Gundappa Saha
| Gundappa Saha |
Gundappa Saha1, Xiaofei Li1, Melanie Genoula1, Lu Li2, Patricia I Diaz2, George Hajishengallis1
1Department of Basic and Translational Sciences, University of Pennsylvania, School of Dental Medicine; 2Department of Oral Biology, University of Buffalo
Introduction
Periodontal Disease (PD) is an inflammatory condition which primarily affects the periodontium (tooth-supporting tissues), and this study mainly focusses on the role of IL-22 in mediating periodontal tissue homeostasis at steady state which has not been investigated yet. The context-dependent role of IL-22 in diseases lead us to investigate the behavior in health as well. Owing to the involvement of both mucosal and bone tissue in periodontium, PD is a unique model to study the role of IL-22 in both health and disease.

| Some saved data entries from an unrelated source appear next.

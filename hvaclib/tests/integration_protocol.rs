//! End-to-end control protocol tests: a real listener, a real client
//! connection, and a board worker with no hardware behind it.

use std::sync::Arc;

use hvaclib::cache::CacheEntry16;
use hvaclib::config::BoardDef;
use hvaclib::listener::{self, ListenAddr};
use hvaclib::registry::ThreadRegistry;
use hvaclib::{ClientConnection, ConfigStore, LogicLoop, Message, MessageType, SerialWorker};

const CONFIG: &str = "BOARD\tBOARD1\tttyTEST\n\
AI\tBOARD1\t0\tSpace temperature\tICTD\tC\n\
DO\tBOARD1\t0\tAHU fan\n\
SP\tSPACE TEMP\t70.0\n\
SP\tSPACE RH\t50.0\n\
MAP\tSPACE_1_TEMP\tBOARD1\t0\tAI\n\
MAP\tAHU_FAN\tBOARD1\t0\tDO\n";

struct Plant {
    registry: Arc<ThreadRegistry>,
    worker: Arc<SerialWorker>,
    socket_path: std::path::PathBuf,
    _dir: tempfile::TempDir,
}

fn start_plant() -> Plant {
    let dir = tempfile::tempdir().unwrap();
    let config_path = dir.path().join("configuration.cfg");
    std::fs::write(&config_path, CONFIG).unwrap();

    let registry = Arc::new(ThreadRegistry::new());
    let worker = SerialWorker::new(&BoardDef {
        tag: "BOARD1".to_string(),
        device: "ttyTEST".to_string(),
        debug: false,
    });
    registry.register_serial(Arc::clone(&worker)).unwrap();

    let logic = LogicLoop::new(
        ConfigStore::load(&config_path).unwrap(),
        Arc::clone(&registry),
    );

    let socket_path = dir.path().join("control.sock");
    listener::start(
        Arc::clone(&registry),
        logic,
        ListenAddr::Unix(socket_path.clone()),
    )
    .unwrap();

    Plant {
        registry,
        worker,
        socket_path,
        _dir: dir,
    }
}

#[test]
fn test_force_read_unforce_cycle() {
    let plant = start_plant();
    let client = ClientConnection::connect(&ListenAddr::Unix(plant.socket_path.clone())).unwrap();

    // Force channel 0 to 2048 and observe it in the packed snapshot.
    client
        .send(Message::force_ai("BOARD1", 0, 2048))
        .unwrap();
    let status = client
        .send_and_wait(Message::read_status("BOARD1"))
        .unwrap();
    assert_eq!(status.mtype(), MessageType::ReadStatus);

    let first_ai = CacheEntry16::from_wire(status.part(0).unwrap()).unwrap();
    assert_eq!(first_ai.value, 2048);

    // Unforce; the worker reports the channel released.
    client.send(Message::unforce_ai("BOARD1", 0)).unwrap();
    // Give the server a beat to process the one-way command.
    std::thread::sleep(std::time::Duration::from_millis(100));
    assert!(!plant.worker.snapshot().unwrap().is_forced(0));

    client.disconnect();
    plant.registry.stop_all();
}

#[test]
fn test_labels_and_logic_status() {
    let plant = start_plant();
    let client = ClientConnection::connect(&ListenAddr::Unix(plant.socket_path.clone())).unwrap();

    let labels = client.send_and_wait(Message::get_labels("SP")).unwrap();
    assert_eq!(labels.parts().len(), 2);

    let status = client
        .send_and_wait(Message::read_logic_status())
        .unwrap();
    // name/value pairs for both mapped points.
    assert_eq!(status.parts().len(), 4);
    assert!(status.parts().iter().any(|p| p == "SPACE_1_TEMP"));
    assert!(status.parts().iter().any(|p| p == "AHU_FAN"));

    client.disconnect();
    plant.registry.stop_all();
}

#[test]
fn test_bad_command_keeps_connection_alive() {
    let plant = start_plant();
    let client = ClientConnection::connect(&ListenAddr::Unix(plant.socket_path.clone())).unwrap();

    // Unknown board: the server answers ERROR instead of dropping us.
    let err = client
        .send_and_wait(Message::read_status("GHOST"))
        .unwrap_err();
    // The reply is typed ERROR, so waiting for READ_STATUS times out...
    assert!(matches!(
        err,
        hvaclib::HvacError::Connection(
            hvaclib::error::ConnectionError::ReplyTimeout { .. }
        )
    ));
    // ...but the ERROR itself is in the inbound ring.
    let error = client.latest_inbound(MessageType::Error).unwrap().unwrap();
    assert_eq!(error.part(0).unwrap(), "1");

    // The connection still works.
    let status = client
        .send_and_wait(Message::read_status("BOARD1"))
        .unwrap();
    assert_eq!(status.mtype(), MessageType::ReadStatus);

    client.disconnect();
    plant.registry.stop_all();
}

#[test]
fn test_tcp_transport() {
    let dir = tempfile::tempdir().unwrap();
    let config_path = dir.path().join("configuration.cfg");
    std::fs::write(&config_path, CONFIG).unwrap();

    let registry = Arc::new(ThreadRegistry::new());
    let logic = LogicLoop::new(
        ConfigStore::load(&config_path).unwrap(),
        Arc::clone(&registry),
    );

    // Bind an ephemeral port first to find a free one, then reuse it.
    let probe = std::net::TcpListener::bind("127.0.0.1:0").unwrap();
    let port = probe.local_addr().unwrap().port();
    drop(probe);

    listener::start(
        Arc::clone(&registry),
        logic,
        ListenAddr::Tcp("127.0.0.1".to_string(), port),
    )
    .unwrap();

    let client =
        ClientConnection::connect(&ListenAddr::Tcp("127.0.0.1".to_string(), port)).unwrap();
    let labels = client.send_and_wait(Message::get_labels("SP")).unwrap();
    assert_eq!(labels.mtype(), MessageType::GetLabels);

    client.disconnect();
    registry.stop_all();
}
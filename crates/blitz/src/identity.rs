//! Issue identifier validation and generation.
//!
//! Issue files carry their identifier on the first line. Only a version-4
//! UUID written in canonical form (lowercase, hyphenated) counts as an
//! identifier; anything else is treated as "no identifier yet" and gets
//! replaced by a freshly generated one.
//!
//! # Example
//!
//! ```
//! use blitz::identity;
//!
//! let id = identity::generate();
//! assert!(identity::validate(&id.to_string()));
//! assert!(!identity::validate("My Title"));
//! ```

use uuid::{Uuid, Version};

use crate::domain::IssueId;

/// Returns `true` iff `candidate` is a canonical version-4 UUID.
///
/// Uppercase, braced, simple (no hyphens) and URN forms are rejected even
/// though they parse, because rewriting them would change the identifier
/// text in the file.
pub fn validate(candidate: &str) -> bool {
    let Ok(uuid) = Uuid::parse_str(candidate) else {
        return false;
    };

    uuid.get_version() == Some(Version::Random) && uuid.hyphenated().to_string() == candidate
}

/// Parse `candidate` into an [`IssueId`] if it passes [`validate`].
pub fn parse(candidate: &str) -> Option<IssueId> {
    if validate(candidate) {
        candidate.parse().ok()
    } else {
        None
    }
}

/// Generate a fresh random identifier.
pub fn generate() -> IssueId {
    IssueId::new(Uuid::new_v4())
}
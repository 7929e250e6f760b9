//! Names derived from issue titles and project names.

use crate::domain::IssueId;
use blitz_markdown::MARKDOWN_EXTENSION;

/// Number of characters in a project shorthand.
const SHORTHAND_LEN: usize = 4;

const VOWELS: &str = "aeiou";

/// The title as stored in the database: heading markers removed, trimmed.
///
/// `"# Fix login bug"` becomes `"Fix login bug"`.
pub fn plain_title(title: &str) -> String {
    title.replace('#', "").trim().to_string()
}

/// Lowercase consonant-only abbreviation of a project name.
///
/// `"blitzkrieg"` becomes `"bltz"`.
pub fn project_shorthand(project_name: &str) -> String {
    project_name
        .chars()
        .filter(char::is_ascii_alphanumeric)
        .map(|c| c.to_ascii_lowercase())
        .filter(|c| !VOWELS.contains(*c))
        .take(SHORTHAND_LEN)
        .collect()
}

/// Git branch name for a new issue: `{shorthand}-{title-slug}`.
///
/// Computed once at creation; later title edits do not change it.
pub fn branch_name(project_name: &str, title: &str) -> String {
    let slug = title
        .trim_start_matches('#')
        .to_lowercase()
        .split_whitespace()
        .collect::<Vec<_>>()
        .join("-");
    let shorthand = project_shorthand(project_name);

    if shorthand.is_empty() {
        slug
    } else {
        format!("{shorthand}-{slug}")
    }
}

/// File name for materializing an issue: snake-cased title plus `.md`.
///
/// `-`, `#` and `:` are dropped, spaces become `_`, and leading underscores
/// are stripped. Path separators become `_` so the file stays inside the
/// issues directory. A title with nothing left falls back to the issue id.
pub fn file_name_for(title: &str, id: &IssueId) -> String {
    let snake: String = title
        .to_lowercase()
        .chars()
        .filter(|c| !matches!(c, '-' | '#' | ':'))
        .map(|c| match c {
            ' ' | '/' | '\\' => '_',
            other => other,
        })
        .collect();
    let stem = snake.trim_start_matches('_');

    if stem.is_empty() {
        format!("{id}.{MARKDOWN_EXTENSION}")
    } else {
        format!("{stem}.{MARKDOWN_EXTENSION}")
    }
}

Our primary hypothesis in this study is that IL-22 is required in periodontal health for maintaining steady-state homeostasis.
Methods
To address our hypothesis, we have planned to analyze the distance from the cement-enamel junction (CEJ) to alveolar bone crest (ABC) as a measure of bone height in 10-weeks-old IL-22–/– mice vs IL-22+/+ littermate controls under steady state to assess natural periodontitis. We have investigated bacterial loads and characterize the microbiota composition using 16S rRNA sequencing to assess the effect of IL-22 deficiency. In addition, we did bulk RNA sequencing analyses of IL-22-deficient gingival tissue cells to further obtain transcriptomic insights in relation to IL-22 as a homeostatic molecule in health. For establishment of natural periodontitis, we are performing similar studies in longitudinal mode (e.g., including 18-week-old mice).
Results
10-week-old IL-22–/– mice had increased CEJ-ABC distance vs age-matched IL-22+/+ littermate controls, thus indicating increased bone loss which further increased in 18-week-old mice. We observed significant changes in the microbiota composition in IL-22–/– mice vs IL-22+/+ controls and increased bacterial load in the former group, indicating dysbiotic alterations. In addition, we found increase in IL-17 expression and antimicrobial proteins in IL-22–/– mice vs IL-22+/+ littermate controls.
Conclusion
IL-22 deficiency results in increased IL-17 expression and bone loss that is associated with dysbiosis of the periodontal microbiota. The increased expression of antimicrobial proteins in the IL-22-deficient periodontium might represent a compensatory mechanism to mitigate the increased microbial growth and dysbiosis.